Photoshopping a photo so as to remove a political statement logo = suppressing someone else’s statement of their views.

It’s subtle, and I appreciate that the pages of the yearbook may not necessarily constitute a place in which freedom of speech is expected or legally protected, but if freedom of speech is still the general principle that is being aimed for here, then ‘speaking your view’ is not equivalent to ‘silencing opposing views’.

The difference is that the students are legally permitted to express their opinions by wearing shirts with political messages.

The teacher, acting in his capacity as a government employee, is not permitted to engage in viewpoint discrimination. By deleting only Trump images, he prevents some view but not others. This, he is not permitted to do under First Amendment law.

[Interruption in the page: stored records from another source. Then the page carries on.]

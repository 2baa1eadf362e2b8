//! 硬件探测
//!
//! 一次性探测内存、CPU 与加速器，给出内存预算与粗粒度的能力等级；
//! 同时提供批处理调度所需的系统负载采样。

use crate::config::defaults::DEFAULT_MEMORY_FRACTION;
use parking_lot::Mutex;
use serde::{Deserialize, Serialize};
use sysinfo::{MemoryRefreshKind, RefreshKind, System};

const BYTES_PER_GB: f64 = 1024.0 * 1024.0 * 1024.0;

/// 硬件能力等级
#[derive(Debug, Clone, Copy, PartialEq, Eq, Serialize, Deserialize)]
#[serde(rename_all = "snake_case")]
pub enum CapabilityTier {
    /// 仅适合最小模型
    LowEnd,
    Medium,
    /// 有 GPU 且内存充足
    HighEnd,
}

impl CapabilityTier {
    /// 按内存与 GPU 判定等级
    pub fn classify(memory_gb: f64, has_gpu: bool) -> Self {
        if has_gpu && memory_gb >= 16.0 {
            CapabilityTier::HighEnd
        } else if memory_gb >= 8.0 {
            CapabilityTier::Medium
        } else {
            CapabilityTier::LowEnd
        }
    }
}

impl std::fmt::Display for CapabilityTier {
    fn fmt(&self, f: &mut std::fmt::Formatter<'_>) -> std::fmt::Result {
        let s = match self {
            CapabilityTier::LowEnd => "low_end",
            CapabilityTier::Medium => "medium",
            CapabilityTier::HighEnd => "high_end",
        };
        f.write_str(s)
    }
}

/// 硬件概况
#[derive(Debug, Clone, Serialize, Deserialize)]
pub struct HardwareProfile {
    pub total_memory_gb: f64,
    pub available_memory_gb: f64,
    pub cpu_count: usize,
    pub has_gpu: bool,
    pub tier: CapabilityTier,
    pub platform: String,
}

impl HardwareProfile {
    /// 由已知数值构造（测试或外部探测结果）
    pub fn from_parts(total_memory_gb: f64, cpu_count: usize, has_gpu: bool) -> Self {
        Self {
            total_memory_gb,
            available_memory_gb: total_memory_gb,
            cpu_count,
            has_gpu,
            tier: CapabilityTier::classify(total_memory_gb, has_gpu),
            platform: std::env::consts::OS.to_string(),
        }
    }

    /// 模型可用的内存预算（GB）
    ///
    /// 显式覆盖值优先，否则为总内存的 80%。
    pub fn memory_budget_gb(&self, override_gb: Option<f64>) -> f64 {
        override_gb.unwrap_or(self.total_memory_gb * DEFAULT_MEMORY_FRACTION)
    }
}

/// 硬件探测器
#[derive(Debug, Clone)]
pub struct HardwareProfiler {
    probe_gpu: bool,
}

impl HardwareProfiler {
    pub fn new() -> Self {
        Self { probe_gpu: true }
    }

    /// 跳过 `nvidia-smi` 探测
    pub fn without_gpu_probe() -> Self {
        Self { probe_gpu: false }
    }

    /// 执行一次探测
    pub fn detect(&self) -> HardwareProfile {
        let sys = System::new_with_specifics(
            RefreshKind::new().with_memory(MemoryRefreshKind::everything()),
        );
        let total_memory_gb = sys.total_memory() as f64 / BYTES_PER_GB;
        let available_memory_gb = sys.available_memory() as f64 / BYTES_PER_GB;
        let cpu_count = num_cpus::get();
        let has_gpu = self.probe_gpu && detect_nvidia_gpu();

        let profile = HardwareProfile {
            total_memory_gb,
            available_memory_gb,
            cpu_count,
            has_gpu,
            tier: CapabilityTier::classify(total_memory_gb, has_gpu),
            platform: std::env::consts::OS.to_string(),
        };

        tracing::info!(
            "Hardware capabilities: {} tier, {} CPUs, {:.1}GB RAM ({:.1}GB available), GPU: {}",
            profile.tier,
            profile.cpu_count,
            profile.total_memory_gb,
            profile.available_memory_gb,
            profile.has_gpu
        );

        profile
    }
}

impl Default for HardwareProfiler {
    fn default() -> Self {
        Self::new()
    }
}

fn detect_nvidia_gpu() -> bool {
    match std::process::Command::new("nvidia-smi").output() {
        Ok(output) => output.status.success(),
        Err(e) => {
            tracing::debug!("nvidia-smi not available: {}", e);
            false
        }
    }
}

/// 系统负载读数（百分比）
#[derive(Debug, Clone, Copy, PartialEq, Serialize, Deserialize)]
pub struct LoadSample {
    pub cpu_percent: f64,
    pub memory_percent: f64,
}

/// 系统负载来源
pub trait LoadMonitor: Send + Sync {
    fn sample(&self) -> LoadSample;
}

/// 基于 sysinfo 的负载采样
pub struct SystemLoadMonitor {
    system: Mutex<System>,
}

impl SystemLoadMonitor {
    pub fn new() -> Self {
        let mut system = System::new();
        // CPU 使用率需要两次刷新才有意义，先预热一次
        system.refresh_cpu();
        Self {
            system: Mutex::new(system),
        }
    }
}

impl Default for SystemLoadMonitor {
    fn default() -> Self {
        Self::new()
    }
}

impl LoadMonitor for SystemLoadMonitor {
    fn sample(&self) -> LoadSample {
        let mut sys = self.system.lock();
        sys.refresh_cpu();
        sys.refresh_memory();

        let total = sys.total_memory();
        let memory_percent = if total == 0 {
            0.0
        } else {
            sys.used_memory() as f64 / total as f64 * 100.0
        };

        LoadSample {
            cpu_percent: sys.global_cpu_info().cpu_usage() as f64,
            memory_percent,
        }
    }
}

/// 固定读数，用于测试与离线场景
#[derive(Debug, Clone, Copy)]
pub struct FixedLoad(pub LoadSample);

impl FixedLoad {
    pub fn new(cpu_percent: f64, memory_percent: f64) -> Self {
        Self(LoadSample {
            cpu_percent,
            memory_percent,
        })
    }
}

impl LoadMonitor for FixedLoad {
    fn sample(&self) -> LoadSample {
        self.0
    }
}

#[cfg(test)]
mod tests {
    use super::*;

    #[test]
    fn test_tier_classification() {
        assert_eq!(CapabilityTier::classify(32.0, true), CapabilityTier::HighEnd);
        assert_eq!(CapabilityTier::classify(32.0, false), CapabilityTier::Medium);
        assert_eq!(CapabilityTier::classify(8.0, false), CapabilityTier::Medium);
        assert_eq!(CapabilityTier::classify(4.0, true), CapabilityTier::LowEnd);
    }

    #[test]
    fn test_memory_budget() {
        let profile = HardwareProfile::from_parts(10.0, 4, false);
        assert!((profile.memory_budget_gb(None) - 8.0).abs() < 1e-9);
        assert_eq!(profile.memory_budget_gb(Some(2.5)), 2.5);
    }

    #[test]
    fn test_detect_produces_sane_values() {
        let profile = HardwareProfiler::without_gpu_probe().detect();
        assert!(profile.cpu_count >= 1);
        assert!(profile.total_memory_gb > 0.0);
        assert!(!profile.has_gpu);
    }

    #[test]
    fn test_system_load_in_range() {
        let monitor = SystemLoadMonitor::new();
        let sample = monitor.sample();
        assert!((0.0..=100.0).contains(&sample.memory_percent));
        assert!(sample.cpu_percent >= 0.0);
    }
}
// 默认配置常量

pub const DEFAULT_CHECKPOINT_PATH: &str = "ai_memory_state.json";
pub const DEFAULT_PRIMARY_MODEL: &str = "tinyllama";
pub const DEFAULT_PRIMARY_MODEL_SIZE_GB: f64 = 0.6;
/// 未设置预算时，为操作系统保留 20% 内存
pub const DEFAULT_MEMORY_FRACTION: f64 = 0.8;

pub const DEFAULT_CACHE_CAPACITY: usize = 1000;
pub const DEFAULT_SIMILARITY_THRESHOLD: f32 = 0.85;
pub const DEFAULT_EMBEDDING_DIM: usize = 512;

pub const DEFAULT_MAX_BATCH_SIZE: usize = 8;
pub const DEFAULT_MAX_BATCH_WAIT_MS: u64 = 500;
pub const DEFAULT_HISTORY_CAPACITY: usize = 100;
pub const DEFAULT_REFIT_INTERVAL: usize = 10;
pub const DEFAULT_MIN_SAMPLES: usize = 10;

pub const DEFAULT_GATEWAY_URL: &str = "http://localhost:11434";
pub const DEFAULT_CHAT_TIMEOUT_SECS: u64 = 300;
pub const DEFAULT_PULL_TIMEOUT_SECS: u64 = 1800;
pub const DEFAULT_LIST_TIMEOUT_SECS: u64 = 10;
pub const DEFAULT_SYSTEM_PROMPT: &str = "You are a business analytics assistant. Answer concisely \
    using the provided context, and end with a line 'Confidence: <0-1>'.";

pub const DEFAULT_LOG_LEVEL: &str = "info";
pub const DEFAULT_LOG_FORMAT: &str = "json";

pub const ENV_PREFIX: &str = "FERROUSMOAT";
use super::residency;
use crate::config::Config;
use crate::Result;

/// 在内存预算内加载模型，必要时驱逐其他模型
pub async fn load(config: &Config, model: &str) -> Result<()> {
    let manager = residency(config).await?;
    manager.ensure_loaded(model).await?;

    let stats = manager.memory_stats().await;
    println!(
        "Loaded {} ({:.1}/{:.1}GB in use)",
        model, stats.used_gb, stats.budget_gb
    );
    Ok(())
}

The students should not have been “punished” at all; they didn’t violate any rules. The teacher and the students are not acting in similar capacities here and only the teacher has done something warranting punishment.

If you permit some students to offer political messages, and you’re a public school, then you cannot stop other students from offering political messages. This is basic First Amendment law relating to limited public forums. This is not a case in which the teacher publishes the yearbook at his own expense. The school publishes the yearbook, creates its content with student and staff labor, and allows political messages to be displayed. This creates a limited public forum and means that the school may not engage in viewpoint discrimination.

This indeed. But it’s not a termination-level offense. At worst the teacher ought to apologize at the next school assembly.

No. See Tinker v. Des Moines Independent Community School Dist., 393 U.S. 503 (1969):

This is a relatively settled area of law.